The result of those visits, Impermanence is a sequence of scenes or sketches about the irreconcilable conflict between one's identity and the unavoidable ending of it. The recorded version still begins with Monk alone at the piano for Last Song, a series of minimalistic chords over which she riffs hypnotically on every possible combination of words implying finality ("last song, last breath, last ditch, last minute") and the frenzied disintegration of those words into phonemes. Liminal features a recitation of the sometimes nonsensical actions attributed to the patients: "she called tofu pillows," "she calls the bed a nest," "he talked back to the radio." In addition to her usual medium, the voice, Monk has scored the piece for a range of instruments besides the piano, traditional (bass clarinet), folk (ocarina), and makeshift (bicycle wheel).

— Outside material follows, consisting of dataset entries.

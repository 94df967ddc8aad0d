//! Append-only request/response audit log.

use std::fs::{File, OpenOptions};
use std::io::Write;
use std::path::{Path, PathBuf};
use std::sync::{Arc, Mutex, PoisonError};

use chrono::{SecondsFormat, Utc};
use reqwest::header::{AUTHORIZATION, HeaderMap};

use super::error::Error;

/// A log file shared by all clones of one transport.
#[derive(Debug, Clone)]
pub struct RequestLog {
    path: PathBuf,
    file: Arc<Mutex<File>>,
}

impl RequestLog {
    /// Open `path` for appending, creating it if needed.
    ///
    /// Fails immediately if the file cannot be opened; a transport never
    /// silently runs without its configured log.
    pub fn open(path: impl AsRef<Path>) -> Result<Self, Error> {
        let path = path.as_ref().to_path_buf();
        let file = OpenOptions::new()
            .create(true)
            .append(true)
            .open(&path)
            .map_err(|source| Error::RequestLog {
                path: path.clone(),
                source,
            })?;
        Ok(Self {
            path,
            file: Arc::new(Mutex::new(file)),
        })
    }

    pub fn path(&self) -> &Path {
        &self.path
    }

    pub(crate) fn log_request(
        &self,
        method: &str,
        uri: &str,
        version: &str,
        body: &str,
        headers: &HeaderMap,
    ) {
        self.write_line(&format_request_line(method, uri, version, body, headers));
    }

    pub(crate) fn log_response(&self, status: u16, body: &str) {
        self.write_line(&format_response_line(status, body));
    }

    fn write_line(&self, line: &str) {
        let stamp = Utc::now().to_rfc3339_opts(SecondsFormat::Millis, true);
        let mut file = self.file.lock().unwrap_or_else(PoisonError::into_inner);
        if let Err(e) = writeln!(file, "[{stamp}] {line}") {
            tracing::warn!(path = %self.path.display(), error = %e, "failed to write request log");
        }
    }
}

/// `{method} {uri} HTTP/{version} {body} - {headers}`
pub(crate) fn format_request_line(
    method: &str,
    uri: &str,
    version: &str,
    body: &str,
    headers: &HeaderMap,
) -> String {
    format!(
        "{method} {uri} HTTP/{version} {body} - {}",
        format_headers(headers)
    )
}

/// `RESPONSE: {status} - {body}`
pub(crate) fn format_response_line(status: u16, body: &str) -> String {
    format!("RESPONSE: {status} - {body}")
}

fn format_headers(headers: &HeaderMap) -> String {
    let mut parts: Vec<String> = headers
        .iter()
        .map(|(name, value)| {
            let value = if name == AUTHORIZATION {
                redact_authorization(value.to_str().unwrap_or_default())
            } else {
                String::from_utf8_lossy(value.as_bytes()).into_owned()
            };
            format!("{}: {value}", name.as_str())
        })
        .collect();
    parts.sort();
    parts.join("; ")
}

fn redact_authorization(value: &str) -> String {
    match value.split_once(' ') {
        Some((scheme, _)) => format!("{scheme} ***"),
        None => "***".to_string(),
    }
}
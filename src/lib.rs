//! # einvoice-client
//!
//! Blocking client for the three APIs of the e-invoicing platform:
//! identity/KYC, the document-transmission proxy and the business app.
//!
//! Every call is one synchronous round trip. Failures come back as
//! [`core::Error`]: 401 is always [`Error::Authentication`](core::Error::Authentication),
//! 500 is [`Error::Server`](core::Error::Server), everything else that is not
//! a 2xx is an [`ApiError`](core::ApiError) whose message starts with a
//! category derived from the status code (`"Not Found: 404 - ..."`).
//! Network failures are `ApiError`s with status code 0. Nothing is retried.
//!
//! ## Quick Start
//!
//! ```no_run
//! use einvoice_client::{ClientConfig, DocumentFlags, EInvoiceClient};
//!
//! let client = EInvoiceClient::new(ClientConfig::default().log_file("requests.log"))?;
//! let token = client.authenticate("user@example.com", "secret")?;
//!
//! let xml = std::fs::read_to_string("invoice.xml").unwrap();
//! let document = client.proxy().create_document(&xml, &DocumentFlags::new().draft(true))?;
//! println!("created {}", document["id"]);
//! # Ok::<(), einvoice_client::Error>(())
//! ```
//!
//! ## Feature Flags
//!
//! | Feature | Description |
//! |---------|-------------|
//! | `identity` | Login, registration, contract and signing endpoints |
//! | `proxy` | Document validation, transmission and inbox |
//! | `app` | Company, customers, products, invoices |
//! | `client` (default) | [`EInvoiceClient`] over all three |

pub mod core;

#[cfg(feature = "identity")]
pub mod identity;

#[cfg(feature = "proxy")]
pub mod proxy;

#[cfg(feature = "app")]
pub mod app;

#[cfg(feature = "client")]
mod client;

// Re-export core types at crate root for convenience
pub use crate::core::*;

#[cfg(feature = "client")]
pub use crate::client::EInvoiceClient;

#[cfg(feature = "proxy")]
pub use crate::proxy::DocumentFlags;
//! Sessions, transport, configuration and error handling shared by all
//! API surfaces.
//!
//! A [`Session`] holds the base URL, token and log file of one surface and
//! owns the current [`Transport`]. Resource clients run their requests
//! through [`request::send_json`] and friends, which classify every
//! outcome into [`Error`].

mod config;
mod error;
mod log;
mod query;
pub mod request;
mod session;
mod transport;

pub use config::*;
pub use error::*;
pub use log::RequestLog;
pub use query::ListQuery;
pub use request::{NetworkFailure, RequestOptions};
#[cfg_attr(not(feature = "client"), allow(unused_imports))]
pub(crate) use session::SessionState;
pub use session::{Session, SessionBuilder, normalize_base_url};
pub use transport::{DEFAULT_USER_AGENT, RawResponse, Transport};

Monk's music is basically minimalistic, a term that no composer seems to want applied to his or her music. The harmony is fairly simple, quasi-tonal, and repeated with small variations. What is complicated is the rhythmic patterns and the range of singing especially. Many of the sounds in Impermanence are calming, although Monk does use some of her hallmark ultra-high singing (parodied in Meredith Monk Scares an Owl on YouTube, of course) and folk-inspired cantillation (even yodeling and cackling). All-vocal tracks like Passage and Maybe 2 (with a few instruments added) are still the most haunting moments in the piece, a exploration of how overlapping lines merge into a waterfall-like cascade of sound, rushing motion that gives the impression of stasis. Monk's incorporation of pop- and jazz-inspired sounds, which might be expected to annoy me, ultimately creates an effective sort of modern danse macabre, especially in Skeleton Lines and Totendanz.